(Part II)
Mike Montgomery has been a ministry partner with Bill for
the last three decades. He has seen
Bill’s monumental rise and devastating collapse. He is recalling the regression from the subtle miscues
to the inexcusable follies. He
tells these stories with a sense of regret, wondering if any of it could have
been foreseen and thus prevented. I
sit across from Mike, who rubs face, as the memories may be too much. “What was rock bottom?” I ask. He laughs and shakes his head.
“When Bill peed in the baptismal.”
In a dark room Bill watches the old tapes, the images fill
the large screen, making him larger than life. Bill’s booming voice surrounds us, and we clearly see his
passion. An older man walks into
the pool, and Bill takes a step to help the man in and slips just
slightly. On a screen like this,
the mistakes are clear too.
The spirit and the flesh are always at war with each
other. In the summer of ’89 Bill
began dropping people. “The first
few times we chalked it up as a laugh, a simple bloop,” Mike says. “Even Michael Jordan missed a free
throw.

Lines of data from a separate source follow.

//! File-based logging with one rolling file per component.
//!
//! | Log File          | Component                          | Target Prefixes                          |
//! |-------------------|------------------------------------|------------------------------------------|
//! | gantry.log        | Root logger (all components)       | (all)                                    |
//! | reconcile.log     | etcd reconciliation and scheduling | gantry_core::reconcile, gantry_core::scheduler |
//! | publish.log       | Draft edits, publish, diff, revert | gantry_core::publish, gantry_core::draft, ... |
//! | persistence.log   | Database persistence               | gantry_persistence                       |
//! | etcd.log          | etcd client and leader election    | gantry_etcd                              |
//!
//! Log files are stored in `~/gantry/logs` unless `logs.dir` says otherwise.

use std::path::PathBuf;

use tracing::Level;
use tracing_appender::non_blocking::WorkerGuard;
use tracing_appender::rolling::{RollingFileAppender, Rotation};
use tracing_subscriber::filter::{LevelFilter, Targets};
use tracing_subscriber::layer::SubscriberExt;
use tracing_subscriber::util::SubscriberInitExt;
use tracing_subscriber::{EnvFilter, Layer, Registry, fmt};

struct ComponentLogDef {
    file_name: &'static str,
    targets: &'static [&'static str],
}

const ROOT_LOG_FILE: &str = "gantry.log";

const COMPONENT_LOGS: &[ComponentLogDef] = &[
    ComponentLogDef {
        file_name: "reconcile.log",
        targets: &["gantry_core::reconcile", "gantry_core::scheduler"],
    },
    ComponentLogDef {
        file_name: "publish.log",
        targets: &[
            "gantry_core::publish",
            "gantry_core::draft",
            "gantry_core::diff",
            "gantry_core::revert",
            "gantry_core::adopt",
            "gantry_core::import",
        ],
    },
    ComponentLogDef {
        file_name: "persistence.log",
        targets: &["gantry_persistence"],
    },
    ComponentLogDef {
        file_name: "etcd.log",
        targets: &["gantry_etcd"],
    },
];

/// Log rotation policy
#[derive(Debug, Clone, Copy)]
pub enum LogRotation {
    Daily,
    Hourly,
    Never,
}

impl From<LogRotation> for Rotation {
    fn from(rotation: LogRotation) -> Self {
        match rotation {
            LogRotation::Daily => Rotation::DAILY,
            LogRotation::Hourly => Rotation::HOURLY,
            LogRotation::Never => Rotation::NEVER,
        }
    }
}

#[derive(Debug, Clone)]
pub struct LoggingConfig {
    pub log_dir: PathBuf,
    pub console_output: bool,
    pub console_level: Level,
    pub file_logging: bool,
    pub file_level: Level,
    pub rotation: LogRotation,
}

fn default_log_dir() -> PathBuf {
    let home = std::env::var("HOME").unwrap_or_else(|_| "/tmp".to_string());
    PathBuf::from(format!("{}/gantry/logs", home))
}

impl Default for LoggingConfig {
    fn default() -> Self {
        Self {
            log_dir: default_log_dir(),
            console_output: true,
            console_level: Level::INFO,
            file_logging: true,
            file_level: Level::INFO,
            rotation: LogRotation::Daily,
        }
    }
}

impl LoggingConfig {
    pub fn from_config(
        log_dir: Option<String>,
        console_output: bool,
        file_logging: bool,
        level: String,
    ) -> Self {
        let level = level.parse().unwrap_or(Level::INFO);
        Self {
            log_dir: log_dir.map(PathBuf::from).unwrap_or_else(default_log_dir),
            console_output,
            console_level: level,
            file_logging,
            file_level: level,
            rotation: LogRotation::Daily,
        }
    }
}

/// Keeps the non-blocking writers alive; dropping it flushes buffered output.
pub struct LoggingGuard {
    _file_guards: Vec<WorkerGuard>,
}

/// Installs the global subscriber: console, the root file capturing every
/// event, and one file per component routed by tracing target.
///
/// `RUST_LOG` overrides the configured level for the console and root file.
pub fn init_logging(config: &LoggingConfig) -> anyhow::Result<LoggingGuard> {
    if config.file_logging {
        std::fs::create_dir_all(&config.log_dir)?;
    }

    let mut guards: Vec<WorkerGuard> = Vec::new();
    let mut layers: Vec<Box<dyn Layer<Registry> + Send + Sync>> = Vec::new();

    if config.console_output {
        let filter = EnvFilter::try_from_default_env()
            .unwrap_or_else(|_| EnvFilter::new(config.console_level.to_string()));
        let console_layer = fmt::layer()
            .with_target(true)
            .with_thread_names(true)
            .with_filter(filter);
        layers.push(Box::new(console_layer));
    }

    if config.file_logging {
        let root_appender =
            RollingFileAppender::new(config.rotation.into(), &config.log_dir, ROOT_LOG_FILE);
        let (root_nb, root_guard) = tracing_appender::non_blocking(root_appender);
        guards.push(root_guard);

        let root_filter = EnvFilter::try_from_default_env()
            .unwrap_or_else(|_| EnvFilter::new(config.file_level.to_string()));
        let root_layer = fmt::layer()
            .with_writer(root_nb)
            .with_target(true)
            .with_thread_names(true)
            .with_file(true)
            .with_line_number(true)
            .with_ansi(false)
            .with_filter(root_filter);
        layers.push(Box::new(root_layer));

        let file_level = LevelFilter::from_level(config.file_level);
        for component in COMPONENT_LOGS {
            let appender = RollingFileAppender::new(
                config.rotation.into(),
                &config.log_dir,
                component.file_name,
            );
            let (nb, guard) = tracing_appender::non_blocking(appender);
            guards.push(guard);

            let mut targets = Targets::new();
            for target in component.targets {
                targets = targets.with_target(*target, file_level);
            }

            let layer = fmt::layer()
                .with_writer(nb)
                .with_target(true)
                .with_thread_names(true)
                .with_ansi(false)
                .with_filter(targets);
            layers.push(Box::new(layer));
        }
    }

    Registry::default()
        .with(layers)
        .try_init()
        .map_err(|e| anyhow::anyhow!("Failed to initialize logging: {}", e))?;

    if config.file_logging {
        tracing::info!(
            log_dir = %config.log_dir.display(),
            component_files = COMPONENT_LOGS.len(),
            "File logging initialized"
        );
    }

    Ok(LoggingGuard {
        _file_guards: guards,
    })
}

#[cfg(test)]
mod tests {
    use super::*;

    #[test]
    fn test_logging_config_from_config() {
        let config = LoggingConfig::from_config(
            Some("/tmp/gantry-logs".to_string()),
            false,
            true,
            "debug".to_string(),
        );
        assert_eq!(config.log_dir, PathBuf::from("/tmp/gantry-logs"));
        assert!(!config.console_output);
        assert_eq!(config.file_level, Level::DEBUG);

        let fallback = LoggingConfig::from_config(None, true, true, "loud".to_string());
        assert_eq!(fallback.console_level, Level::INFO);
        assert!(fallback.log_dir.ends_with("gantry/logs"));
    }

    #[test]
    fn test_component_log_definitions() {
        for component in COMPONENT_LOGS {
            assert!(component.file_name.ends_with(".log"));
            assert_ne!(component.file_name, ROOT_LOG_FILE);
            assert!(!component.targets.is_empty());
        }
    }

    #[test]
    fn test_log_rotation_conversion() {
        assert!(matches!(Rotation::from(LogRotation::Daily), Rotation::DAILY));
        assert!(matches!(Rotation::from(LogRotation::Never), Rotation::NEVER));
    }
}
use chrono::NaiveDateTime;
use serde::{Deserialize, Serialize};

use crate::error::{GantryError, Result};
use crate::resource::ResourceKind;
use crate::version::ApisixVersion;

/// Connection settings for a gateway's etcd cluster.
#[derive(Debug, Clone, Default, PartialEq, Eq, Serialize, Deserialize)]
pub struct EtcdConfig {
    pub endpoints: Vec<String>,
    pub prefix: String,
    #[serde(default, skip_serializing_if = "Option::is_none")]
    pub username: Option<String>,
    #[serde(default, skip_serializing_if = "Option::is_none")]
    pub password: Option<String>,
}

impl EtcdConfig {
    /// Prefix without trailing slash, always rooted at `/`.
    pub fn normalized_prefix(&self) -> String {
        let trimmed = self.prefix.trim().trim_end_matches('/');
        if trimmed.starts_with('/') {
            trimmed.to_string()
        } else {
            format!("/{}", trimmed)
        }
    }
}

/// A managed APISIX gateway.
#[derive(Debug, Clone, Serialize, Deserialize)]
pub struct GatewayInfo {
    pub id: i64,
    pub name: String,
    pub apisix_type: String,
    pub apisix_version: String,
    pub etcd: EtcdConfig,
    pub read_only: bool,
    pub last_synced_at: Option<NaiveDateTime>,
}

impl GatewayInfo {
    pub fn version(&self) -> ApisixVersion {
        ApisixVersion::parse_lenient(&self.apisix_version)
    }

    pub fn etcd_prefix(&self) -> String {
        self.etcd.normalized_prefix()
    }

    /// `{prefix}/{segment}`, the range every key of `kind` lives under.
    pub fn resource_prefix(&self, kind: ResourceKind) -> String {
        format!("{}/{}", self.etcd_prefix(), kind.etcd_segment())
    }

    pub fn resource_key(&self, kind: ResourceKind, key: &str) -> String {
        format!("{}/{}/{}", self.etcd_prefix(), kind.etcd_segment(), key)
    }

    pub fn ensure_writable(&self) -> Result<()> {
        if self.read_only {
            return Err(GantryError::GatewayReadOnly(self.name.clone()));
        }
        Ok(())
    }
}
use std::fmt;
use std::str::FromStr;

use serde::{Deserialize, Serialize};

use crate::error::GantryError;

/// Lifecycle status of a draft row.
#[derive(Debug, Clone, Copy, PartialEq, Eq, Hash, PartialOrd, Ord, Serialize, Deserialize)]
#[serde(rename_all = "snake_case")]
pub enum ResourceStatus {
    CreateDraft,
    UpdateDraft,
    DeleteDraft,
    Success,
    Deleted,
}

impl ResourceStatus {
    pub const ALL: [ResourceStatus; 5] = [
        ResourceStatus::CreateDraft,
        ResourceStatus::UpdateDraft,
        ResourceStatus::DeleteDraft,
        ResourceStatus::Success,
        ResourceStatus::Deleted,
    ];

    /// Statuses holding an unpublished change.
    pub const DRAFTS: [ResourceStatus; 3] = [
        ResourceStatus::CreateDraft,
        ResourceStatus::UpdateDraft,
        ResourceStatus::DeleteDraft,
    ];

    pub fn as_str(self) -> &'static str {
        match self {
            ResourceStatus::CreateDraft => "create_draft",
            ResourceStatus::UpdateDraft => "update_draft",
            ResourceStatus::DeleteDraft => "delete_draft",
            ResourceStatus::Success => "success",
            ResourceStatus::Deleted => "deleted",
        }
    }

    pub fn is_draft(self) -> bool {
        ResourceStatus::DRAFTS.contains(&self)
    }
}

impl fmt::Display for ResourceStatus {
    fn fmt(&self, f: &mut fmt::Formatter<'_>) -> fmt::Result {
        f.write_str(self.as_str())
    }
}

impl FromStr for ResourceStatus {
    type Err = GantryError;

    fn from_str(s: &str) -> Result<Self, Self::Err> {
        ResourceStatus::ALL
            .into_iter()
            .find(|status| status.as_str() == s)
            .ok_or_else(|| GantryError::Validation(format!("unknown resource status '{}'", s)))
    }
}

/// Operation applied to a resource; also the audit-log annotation.
#[derive(Debug, Clone, Copy, PartialEq, Eq, Hash, Serialize, Deserialize)]
#[serde(rename_all = "snake_case")]
pub enum OperationType {
    Create,
    Update,
    Delete,
    Publish,
    Revert,
    OneClickManaged,
}

impl OperationType {
    pub const ALL: [OperationType; 6] = [
        OperationType::Create,
        OperationType::Update,
        OperationType::Delete,
        OperationType::Publish,
        OperationType::Revert,
        OperationType::OneClickManaged,
    ];

    pub fn as_str(self) -> &'static str {
        match self {
            OperationType::Create => "create",
            OperationType::Update => "update",
            OperationType::Delete => "delete",
            OperationType::Publish => "publish",
            OperationType::Revert => "revert",
            OperationType::OneClickManaged => "one_click_managed",
        }
    }

    /// Draft operation that left a row in `status`.
    pub fn pending_from(status: ResourceStatus) -> Option<OperationType> {
        match status {
            ResourceStatus::CreateDraft => Some(OperationType::Create),
            ResourceStatus::UpdateDraft => Some(OperationType::Update),
            ResourceStatus::DeleteDraft => Some(OperationType::Delete),
            ResourceStatus::Success | ResourceStatus::Deleted => None,
        }
    }
}

impl fmt::Display for OperationType {
    fn fmt(&self, f: &mut fmt::Formatter<'_>) -> fmt::Result {
        f.write_str(self.as_str())
    }
}

impl FromStr for OperationType {
    type Err = GantryError;

    fn from_str(s: &str) -> Result<Self, Self::Err> {
        OperationType::ALL
            .into_iter()
            .find(|op| op.as_str() == s)
            .ok_or_else(|| GantryError::Validation(format!("unknown operation type '{}'", s)))
    }
}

But it got worse.”
Not only did Bill start dropping people during their
baptisms, but his baptismal diction was beginning to raise some eyebrows. At his peak, Bill has baptized
thousands upon thousands and in multiple languages, on every continent. His baptism structure and style was as
diverse as those he was baptizing.
His ability to adapt to culture and context was uncanny and
revolutionary.
“Because of Bill’s and Art’s impact and influence many now
believe that doing baptisms are mostly about technique. But they’re wrong. It’s all mental. You lose the mental edge, and you’ve
lost everything.” Mike remembers
the mental threads beginning to fray.
“We were watching film one day after a pretty terrible set of
baptisms. Bill wanted to figure
out what went wrong. He’s picking
apart his form and technique. He’s
saying, ‘Look at my feet, they’re not under my shoulders. They’re too close. Look at the wrist, it’s too loose. I didn’t have my hand up high enough.’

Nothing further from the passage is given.